En conséquence, la CIA explique, «l’Oriental n’est pas un grand consommateur, ne peut pas se permettre un logement convenable et vit le plus souvent dans les bidonvilles des grandes villes. Il trouve que l’enseignement supérieur est presque entièrement réservé à ses voisins européens ou Sabra. L’inscription dans les lycées et les universités en Israël est basée sur la performance dans des examens nationaux compétitifs,(psychométriques) ce qui désavantage les étudiants orientaux. En outre, l’enseignement supérieur est coûteux. Les deux écoles secondaires et les universités ont des frais de scolarité. Beaucoup d’étudiants orientaux qui entrent à l’école secondaire abandonnent avant l’obtention du diplôme. «

Le document a été publié un an après l’émergence du mouvement de protestation des Black Panthers, et il mentionne une citation d’un dirigeant oriental, en disant: «Si nous obtenons un jour la paix au Moyen-Orient, nous aurons une guerre civile chez nous.  A cette époque, les juifs orientaux avaient déjà dépassé les juifs ashkénazes en nombre. Selon le document, « une estimation faite par l’ambassade des États-Unis en 1965 a indiqué que d’ici à 1980 l’équilibre entre Ashkenazi et Juifs orientaux pourrait être de l’ordre de 35-65%. Cela a soulevé parmi les Ashkenazim une préoccupation qu’avec le temps leur influence serait diluée et que l’Israël tourné vers le modèle Occidental pourrait finalement devenir un autre Etat levantin.

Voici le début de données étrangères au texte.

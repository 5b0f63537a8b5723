pub mod bits;
pub mod input;

pub use bits::{useful_bits, BitCountError, DEFAULT_SECURITY_MARGIN};
pub use input::{parse_modulus, ParseModulusError};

Le gouvernement, selon le document, « essaie de combler le fossé entre les Orientaux et les Ashkenazim. L’effort majeur est dirigé vers la refonte de l’Oriental dans un moule occidental – un principe d’intégration obtenu principalement par le biais de la formation en hébreu, des prestations éducatives spéciales, agricoles et autres formations professionnelles, et le service militaire. Mais les progrès sont lents, à cause de la nature du problème et des moyens financiers limités. Le gouvernement devra se battre pour  satisfaire les attentes croissantes des Orientaux. L’éventuelle prise du pouvoir par les Sabras pourrait apporter une solution évolutive – il semble y avoir moins de conscience de la «différence» entre les jeunes Israéliens.

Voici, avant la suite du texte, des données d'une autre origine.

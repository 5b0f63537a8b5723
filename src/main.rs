//! # Main — CLI Entry Point
//!
//! Reads a prime modulus from stdin (decimal or 0x-prefixed hexadecimal),
//! computes how many of its low-order residue bits stay statistically
//! uniform, and prints that count to stdout.
//!
//! ```bash
//! $ modbits <<< 0x1a0111ea397fe69a4b1ba7b6434bacd764774b84f38512bf6730d2a0f6b0f6241eabfffeb153ffffb9feffffffffaaab
//! 253
//! ```

use anyhow::{Context, Result};
use clap::Parser;
use tracing::debug;

use modbits::{parse_modulus, useful_bits, DEFAULT_SECURITY_MARGIN};

#[derive(Parser)]
#[command(
    name = "modbits",
    about = "Count the low-order bits of a uniform mod-p residue that remain statistically uniform"
)]
struct Cli {
    /// Statistical security margin in bits: the reported bits stay within
    /// statistical distance 2^-margin of a uniform bit string
    #[arg(long, default_value_t = DEFAULT_SECURITY_MARGIN)]
    margin: u32,
}

fn main() -> Result<()> {
    // Initialize structured logging: LOG_FORMAT=json for K8s, human-readable otherwise
    let log_format = std::env::var("LOG_FORMAT").unwrap_or_default();
    if log_format == "json" {
        tracing_subscriber::fmt().json().with_target(false).init();
    } else {
        tracing_subscriber::fmt()
            .with_writer(std::io::stderr)
            .with_target(false)
            .init();
    }

    let cli = Cli::parse();

    let mut line = String::new();
    std::io::stdin()
        .read_line(&mut line)
        .context("failed to read modulus from stdin")?;

    let p = parse_modulus(&line)?;
    debug!(
        bits = p.significant_bits(),
        margin = cli.margin,
        "modulus parsed"
    );

    let n = useful_bits(&p, cli.margin)?;
    println!("{}", n);
    Ok(())
}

Une grande partie du document est consacrée à l’importance de l’immigration, sur fond de peur de perdre la majorité juive – une peur qui ne s’est pas matérialisée jusqu’à présent: «Les Israéliens sont confrontés à un fort taux de natalité arabe tant à l’intérieur qu’à l’extérieur d’Israël. Le taux de natalité des juifs en Israël en 1969 était de 23,4 naissances pour 1 000 habitants … Le taux de natalité arabe dans plusieurs États arabes autour d’Israël avoisine les 50 naissances pour 1 000 habitants. Une étude récente menée en Israël sur le taux de reproduction basé sur le nombre moyen de filles  dans un ménage, a classé la femme musulmane israélienne comme ayant le taux de reproduction le plus élevé à 4,39; La juive juive orientale suit avec 2,05; La femme Sabra, 1,38; Et la femme ashkénaze, 1.28. Ainsi, les Israéliens ont toujours considéré un flux régulier d’immigrants juifs de la Diaspora comme crucial pour la survie à long terme d’Israël comme un état juif. Après la défense, l’immigration a la principale priorité nationale … Le problème est que relativement peu de Juifs de l’Ouest veulent s’installer en Israël, et Moscou jusqu’à récemment ne laissait pas les Juifs soviétiques émigrer.

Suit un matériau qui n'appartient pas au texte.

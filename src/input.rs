//! Parsing of the modulus from a single line of input.
//!
//! Deliberately narrow: decimal and `0x`-prefixed hexadecimal integer
//! literals only. No expression evaluation, no octal or binary notation,
//! no digit separators.

use rug::Integer;
use std::cmp::Ordering;
use thiserror::Error;

/// Rejections of the stdin modulus line.
#[derive(Error, Debug, Eq, PartialEq)]
pub enum ParseModulusError {
    /// The line is empty or whitespace.
    #[error("no modulus given on stdin")]
    Empty,

    /// The line is not a decimal or 0x-prefixed hexadecimal integer literal.
    #[error("`{0}` is not a decimal or 0x-prefixed hexadecimal integer")]
    Invalid(String),

    /// The literal parsed but is zero or negative.
    #[error("modulus must be positive, got `{0}`")]
    NotPositive(String),
}

/// Parses a modulus from one line of text, trimming surrounding whitespace.
pub fn parse_modulus(line: &str) -> Result<Integer, ParseModulusError> {
    let literal = line.trim();
    if literal.is_empty() {
        return Err(ParseModulusError::Empty);
    }

    let parsed = match literal
        .strip_prefix("0x")
        .or_else(|| literal.strip_prefix("0X"))
    {
        Some(hex) => Integer::from_str_radix(hex, 16),
        None => Integer::from_str_radix(literal, 10),
    };

    let p = parsed.map_err(|_| ParseModulusError::Invalid(literal.to_string()))?;
    if p.cmp0() != Ordering::Greater {
        return Err(ParseModulusError::NotPositive(literal.to_string()));
    }
    Ok(p)
}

«Venir en Israël pour de nombreux Juifs constitue un choc culturel considérable », déclarent les auteurs du document. «La plupart des immigrants occidentaux résistent à la pression qui veut les loger dans les zones rurales moins peuplées; Ils veulent s’installer dans la zone urbaine côtière plus densément peuplée ou à Jérusalem. Le Juif oriental moins prospère est souvent celui qui se retrouve à l’intérieur du pays ou dans les nouvelles villes en développement …. Pour certains, le niveau de vie en Israël est inférieur à celui auquel ils étaient habitués …. L’émigration israélienne est un véritable problème, et Tel-Aviv est sensible à ce sujet … Au cours de la période de 20 ans, de 1948-1968, environ 220.000 personnes sont soupçonnées avoir quitté Israël. Le nombre moyen de participants est probablement autour des 9 000 à 10 000 par an. Plus important encore, ceux qui partent ont tendance à être des occidentaux, jeunes ayant une qualification professionnelle – le type même de personnes qu’Israël doit garder.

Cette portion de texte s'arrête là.